The American southwest is typically a dry and dusty desert, yet during the summer torrential rains can spawn, streets flood and ponds suddenly appear, making prime breeding habitat for mosquitoes.

In the cities, local officials try to get rid of the standing water — but for some desert animals those brief pools can mean the difference between life and death.

Amphibians are pretty much the last animals you expect to find in a dry, dusty, desert town like Tucson, but after one, recent rain storm, a crowd gathered around a drainage pond and marveled at literally dozens of the creatures in the temporary body of water.

Phil Rosen, a research scientist in natural resources and the environment at the University of Arizona, said the animals were likely Couch’s spadefoot toads, which capitalize on these short-lived water supplies to breed.

"They’re uniquely explosive breeders with very short tadpole stages," he said.

The toads spend most of their lives underground, emerging each summer for maybe only a few nights of frantic feeding and breeding. Their eggs hatch within hours, and only seven or eight days later the tadpoles become toads.

"It’s the fastest metamorphosing species here, probably one of the fastest in the world," he said.

Unfortunately, the water in that drainage pond probably won't even last that long, meaning these tadpoles are unlikely to become frogs.

"It’s too bad because it is an ecological trap because it just seems really good for them," Rosen said, "but It’s an attractive nuisance for them, basically. It brings them into breed in a place they can’t survive."

Tucson’s building codes require all businesses to capture their run-off, so it won’t contribute to flooding, and then sink the water into the ground quickly, so it won’t breed mosquitoes.

That worries Rosen.

"It exemplifies the ability and the tendency of people to just keep modifying the environment, and making it more and more perfect for people," he said "Unfortunately, there’s less tendency for there to be little corners where water lasts for two or three or four weeks ... and so I suspect there’s an ongoing, very steady decline of these species throughout most the city."

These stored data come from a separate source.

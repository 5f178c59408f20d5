//! GitHub user entity (PR authors and event senders).

use sea_orm::entity::prelude::*;

#[derive(Clone, Debug, PartialEq, Eq, DeriveEntityModel)]
#[sea_orm(table_name = "users")]
pub struct Model {
    #[sea_orm(primary_key)]
    pub id: i32,
    #[sea_orm(unique)]
    pub github_id: i64,
    pub login: String,
    /// Account type as reported by GitHub (`User`, `Bot`, `Organization`)
    pub account_type: String,
}

#[derive(Copy, Clone, Debug, EnumIter, DeriveRelation)]
pub enum Relation {
    #[sea_orm(has_many = "super::pull_request::Entity")]
    PullRequest,
    #[sea_orm(has_many = "super::push_event::Entity")]
    PushEvent,
}

impl Related<super::pull_request::Entity> for Entity {
    fn to() -> RelationDef {
        Relation::PullRequest.def()
    }
}

impl Related<super::push_event::Entity> for Entity {
    fn to() -> RelationDef {
        Relation::PushEvent.def()
    }
}

impl ActiveModelBehavior for ActiveModel {}
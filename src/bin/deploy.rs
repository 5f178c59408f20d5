//! One-command local deployment.
//!
//! Prepares `data/` and `.env`, initializes the database, then runs the
//! server (and optionally the dashboard) until Ctrl-C.

use std::path::{Path, PathBuf};
use std::process::Stdio;
use std::time::Duration;

use clap::Parser;
use tokio::process::{Child, Command};
use tracing::{Level, error, info, warn};
use tracing_subscriber::FmtSubscriber;

use gitevents_lib::config::{Config, DatabaseSettings, defaults};
use gitevents_lib::db::DbPool;

const DATA_DIR: &str = "data";
const FRONTEND_DIR: &str = "frontend";
const DASHBOARD_URL: &str = "http://localhost:3000";
const HEALTH_ATTEMPTS: u32 = 30;

const DEFAULT_ENV: &str = "# GitEvents environment

# Listeners
API_PORT=8001
WEBHOOK_PORT=8002

# GitHub
GITHUB_TOKEN=
GITHUB_WEBHOOK_SECRET=

# Database (SQLite by default)
DB_TYPE=SQLite
GITHUB_EVENTS_DB=data/github_events.db
# DB_TYPE=MySQL
# DB_HOST=localhost
# DB_PORT=3306
# DB_NAME=github_events
# DB_USER=admin
# DB_PASSWORD=password

# ngrok
ENABLE_NGROK=false
NGROK_AUTH_TOKEN=

# Open the dashboard after startup
OPEN_BROWSER=true
";

/// Deploy and start GitEvents locally.
#[derive(Parser)]
#[command(name = "gitevents-deploy", version, about = "Set up and start GitEvents")]
struct Cli {
    /// Do not start the dashboard dev server
    #[arg(long)]
    no_frontend: bool,

    /// Do not open a browser
    #[arg(long)]
    no_browser: bool,

    /// Run the server with RUST_LOG=debug
    #[arg(long)]
    debug: bool,
}

async fn command_version(program: &str, args: &[&str]) -> Option<String> {
    let output = Command::new(program).args(args).output().await.ok()?;
    output
        .status
        .success()
        .then(|| String::from_utf8_lossy(&output.stdout).trim().to_string())
}

async fn check_prerequisites(need_node: bool) -> bool {
    info!("Checking prerequisites...");
    let mut tools = vec![("git", "https://git-scm.com/downloads")];
    if need_node {
        tools.push(("node", "https://nodejs.org/"));
        tools.push(("npm", "https://nodejs.org/"));
    }

    let mut ok = true;
    for (tool, url) in tools {
        match command_version(tool, &["--version"]).await {
            Some(version) => info!("[OK] {} {}", tool, version),
            None => {
                error!("{} is not installed or not in PATH (see {})", tool, url);
                ok = false;
            }
        }
    }
    ok
}

fn setup_environment(env_file: &Path) -> std::io::Result<()> {
    if !Path::new(DATA_DIR).exists() {
        std::fs::create_dir_all(DATA_DIR)?;
        info!("[OK] Created {} directory", DATA_DIR);
    }

    if env_file.exists() {
        info!("[OK] {} already exists", env_file.display());
    } else {
        std::fs::write(env_file, DEFAULT_ENV)?;
        info!("[OK] Created default {}", env_file.display());
        warn!("Edit {} to add your GitHub token and webhook secret", env_file.display());
    }
    Ok(())
}

async fn initialize_database() -> bool {
    let settings = match Config::from_env() {
        Ok(config) => config.database,
        Err(e) => {
            warn!("Invalid configuration ({}), falling back to SQLite defaults", e);
            DatabaseSettings::sqlite(defaults::SQLITE_PATH)
        }
    };

    info!(
        "Initializing {} database at {}",
        settings.db_type,
        settings.redacted_location()
    );
    let pool = match DbPool::new(&settings).await {
        Ok(pool) => pool,
        Err(e) => {
            error!("Failed to connect to database: {}", e);
            return false;
        }
    };
    match pool.run_migrations().await {
        Ok(()) => {
            info!("[OK] Database initialized");
            true
        }
        Err(e) => {
            error!("Failed to initialize database: {}", e);
            false
        }
    }
}

/// The server binary sits next to this one after `cargo build`.
fn server_binary() -> PathBuf {
    let name = if cfg!(windows) { "gitevents.exe" } else { "gitevents" };
    std::env::current_exe()
        .ok()
        .map(|exe| exe.with_file_name(name))
        .filter(|path| path.exists())
        .unwrap_or_else(|| PathBuf::from(name))
}

fn start_server(debug: bool) -> std::io::Result<Child> {
    let binary = server_binary();
    info!("Starting server ({})", binary.display());
    let mut command = Command::new(binary);
    if debug {
        command.env("RUST_LOG", "debug");
    }
    command.kill_on_drop(true).spawn()
}

fn start_frontend() -> std::io::Result<Child> {
    info!("Starting dashboard in {}/", FRONTEND_DIR);
    let npm = if cfg!(windows) { "npm.cmd" } else { "npm" };
    Command::new(npm)
        .arg("start")
        .current_dir(FRONTEND_DIR)
        .env("BROWSER", "none")
        .stdout(Stdio::null())
        .kill_on_drop(true)
        .spawn()
}

async fn wait_for_server(api_port: u16) -> bool {
    let url = format!("http://localhost:{}/api/health", api_port);
    let client = reqwest::Client::new();
    for _ in 0..HEALTH_ATTEMPTS {
        if let Ok(response) = client.get(&url).send().await {
            if response.status().is_success() {
                return true;
            }
        }
        tokio::time::sleep(Duration::from_secs(1)).await;
    }
    false
}

fn open_browser(url: &str) {
    let result = if cfg!(target_os = "macos") {
        std::process::Command::new("open").arg(url).spawn()
    } else if cfg!(windows) {
        std::process::Command::new("cmd")
            .args(["/C", "start", "", url])
            .spawn()
    } else {
        std::process::Command::new("xdg-open").arg(url).spawn()
    };
    if let Err(e) = result {
        warn!("Could not open browser: {}", e);
    }
}

async fn terminate(name: &str, child: &mut Child) {
    if let Err(e) = child.kill().await {
        warn!("Failed to stop {}: {}", name, e);
    } else {
        info!("Stopped {}", name);
    }
}

#[tokio::main]
async fn main() -> std::io::Result<()> {
    let cli = Cli::parse();

    let subscriber = FmtSubscriber::builder()
        .with_max_level(if cli.debug { Level::DEBUG } else { Level::INFO })
        .finish();
    tracing::subscriber::set_global_default(subscriber).map_err(std::io::Error::other)?;

    info!("GitEvents deployment");

    if !check_prerequisites(!cli.no_frontend).await {
        std::process::exit(1);
    }

    let env_file = PathBuf::from(
        std::env::var("ENV_FILE").unwrap_or_else(|_| defaults::ENV_FILE.to_string()),
    );
    setup_environment(&env_file)?;
    dotenvy::from_path(&env_file).ok();

    if !initialize_database().await {
        std::process::exit(1);
    }

    let api_port = Config::from_env()
        .map(|c| c.api_port)
        .unwrap_or(defaults::API_PORT);

    let mut server = start_server(cli.debug)?;
    let mut frontend = if cli.no_frontend {
        None
    } else {
        match start_frontend() {
            Ok(child) => Some(child),
            Err(e) => {
                warn!("Failed to start dashboard: {}", e);
                None
            }
        }
    };

    if wait_for_server(api_port).await {
        info!("Server is up: http://localhost:{}/api", api_port);
        if !cli.no_browser {
            let target = if frontend.is_some() {
                DASHBOARD_URL.to_string()
            } else {
                format!("http://localhost:{}/swagger-ui/", api_port)
            };
            open_browser(&target);
        }
    } else {
        warn!("Server did not report healthy after {} s", HEALTH_ATTEMPTS);
    }

    info!("Press Ctrl-C to stop");
    tokio::select! {
        _ = tokio::signal::ctrl_c() => info!("Shutting down..."),
        status = server.wait() => warn!("Server exited: {:?}", status),
    }

    terminate("server", &mut server).await;
    if let Some(child) = frontend.as_mut() {
        terminate("dashboard", child).await;
    }
    Ok(())
}
//! ngrok tunnels exposing the local listeners.
//!
//! Each tunnel is an `ngrok http <port>` agent process. Its public URL is
//! read back from the agent's local inspection API.

use std::process::Stdio;
use std::time::Duration;

use secrecy::{ExposeSecret, SecretString};
use tokio::process::{Child, Command};
use tokio::sync::Mutex;
use tracing::{error, info, warn};

use crate::models::system::{NgrokTunnelList, TunnelStatus};

/// Inspection API ports; the first agent takes 4040, later ones the next free port.
const AGENT_API_PORTS: [u16; 3] = [4040, 4041, 4042];
const STARTUP_POLL_INTERVAL: Duration = Duration::from_millis(500);
const STARTUP_ATTEMPTS: u32 = 30;

#[derive(Default)]
struct TunnelState {
    webhook_public_url: Option<String>,
    api_public_url: Option<String>,
    agents: Vec<Child>,
}

pub struct TunnelService {
    auth_token: Option<SecretString>,
    http: reqwest::Client,
    state: Mutex<TunnelState>,
}

impl TunnelService {
    pub fn new(auth_token: Option<SecretString>) -> Self {
        Self {
            auth_token,
            http: reqwest::Client::builder()
                .timeout(Duration::from_secs(2))
                .build()
                .unwrap_or_default(),
            state: Mutex::new(TunnelState::default()),
        }
    }

    /// Open a tunnel to the webhook listener and return the GitHub webhook URL.
    pub async fn start_webhook_tunnel(&self, port: u16) -> Option<String> {
        let public_url = self.open_tunnel(port).await?;
        let webhook_url = webhook_url_for(&public_url);
        info!("GitHub webhook URL: {}", webhook_url);
        self.state.lock().await.webhook_public_url = Some(public_url);
        Some(webhook_url)
    }

    pub async fn start_api_tunnel(&self, port: u16) -> Option<String> {
        let public_url = self.open_tunnel(port).await?;
        info!("API ngrok tunnel established: {}", public_url);
        self.state.lock().await.api_public_url = Some(public_url.clone());
        Some(public_url)
    }

    pub async fn webhook_url(&self) -> Option<String> {
        self.state
            .lock()
            .await
            .webhook_public_url
            .as_deref()
            .map(webhook_url_for)
    }

    pub async fn api_url(&self) -> Option<String> {
        self.state.lock().await.api_public_url.clone()
    }

    pub async fn status(&self) -> TunnelStatus {
        TunnelStatus {
            webhook_url: self.webhook_url().await,
            api_url: self.api_url().await,
        }
    }

    /// Kill every agent started by this service.
    pub async fn close_tunnels(&self) {
        let mut state = self.state.lock().await;
        for mut agent in state.agents.drain(..) {
            if let Err(e) = agent.kill().await {
                error!("Error closing ngrok tunnel: {}", e);
            }
        }
        state.webhook_public_url = None;
        state.api_public_url = None;
        info!("All ngrok tunnels closed");
    }

    async fn open_tunnel(&self, port: u16) -> Option<String> {
        let mut command = Command::new("ngrok");
        command
            .args(["http", &port.to_string()])
            .stdin(Stdio::null())
            .stdout(Stdio::null())
            .stderr(Stdio::null())
            .kill_on_drop(true);
        match &self.auth_token {
            Some(token) => {
                command.env("NGROK_AUTHTOKEN", token.expose_secret());
            }
            None => warn!("No NGROK_AUTH_TOKEN provided. Tunnels will be limited and temporary."),
        }

        let agent = match command.spawn() {
            Ok(agent) => agent,
            Err(e) => {
                error!("Failed to start ngrok for port {}: {}", port, e);
                return None;
            }
        };
        self.state.lock().await.agents.push(agent);

        for _ in 0..STARTUP_ATTEMPTS {
            tokio::time::sleep(STARTUP_POLL_INTERVAL).await;
            if let Some(url) = self.find_public_url(port).await {
                return Some(url);
            }
        }

        error!("Failed to establish ngrok tunnel for port {}", port);
        None
    }

    async fn find_public_url(&self, port: u16) -> Option<String> {
        for api_port in AGENT_API_PORTS {
            let url = format!("http://127.0.0.1:{}/api/tunnels", api_port);
            let Ok(response) = self.http.get(&url).send().await else {
                continue;
            };
            let Ok(list) = response.json::<NgrokTunnelList>().await else {
                continue;
            };
            if let Some(found) = select_public_url(&list, port) {
                return Some(found);
            }
        }
        None
    }
}

/// Public URL of the tunnel forwarding to `port`, preferring https.
fn select_public_url(list: &NgrokTunnelList, port: u16) -> Option<String> {
    let suffix = format!(":{}", port);
    let mut matching = list
        .tunnels
        .iter()
        .filter(|t| t.config.addr.ends_with(&suffix));
    let first = matching.clone().next();
    matching
        .find(|t| t.proto == "https" || t.public_url.starts_with("https://"))
        .or(first)
        .map(|t| t.public_url.clone())
}

fn webhook_url_for(public_url: &str) -> String {
    format!("{}/webhook/github", public_url.trim_end_matches('/'))
}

But Michael Acoba, head of epidemiology at the Pima County Health Department, said mosquitoes can be a real problem for the city. While it sees less than 12 inches of rain, over half comes during the monsoon season, which brings sudden rain and mosquitoes.

"Since 2004, we had our first case of West Nile Virus here. The number of cases spiked one year to about 40 cases, but usually we see about 10-20 cases a year," he said.

But Rosen said it's possible to allow a drainage pond to exist, and still not attract mosquitoes.

At one drainage pond, in a neighborhood squeezed between the freeway and the dry Santa Cruz riverbed, Rosen pointed out two different kinds of toads breeding. But that's not all.

"There’s all kinds of little beetles swimming around here whose larvae will eat mosquitoes. There’s a tadpole shrimp. There’s quite a few of them," he said.

But what he's not seeing are mosquitoes, despite it being the sort of standing water pool that drives health departments nuts.

Jeff Terrell works for the health department, managing its mosquito control program. He said the mosquito larvicide the department uses is generally safe for toads and other animals — though not everyone agrees.  At least one study showed BTI, a popular chemical, might sometimes target insects it’s not supposed to, and the mineral oil they sometimes use kills several of the aquatic invertebrates that serve as natural pest control.

Rosen has also been working with the department to design experimental pools of longer-standing water that use invertebrate biodiversity to control mosquitoes.

"if we simplify our environment, we’re going to end up with just the things we can’t deal with, diseases, and vectors, and things like that," he said. "We’ll either have to reengineer everything so there’s zero standing water, or we’ll have to try to live with the biodiversity and turn it to our ends."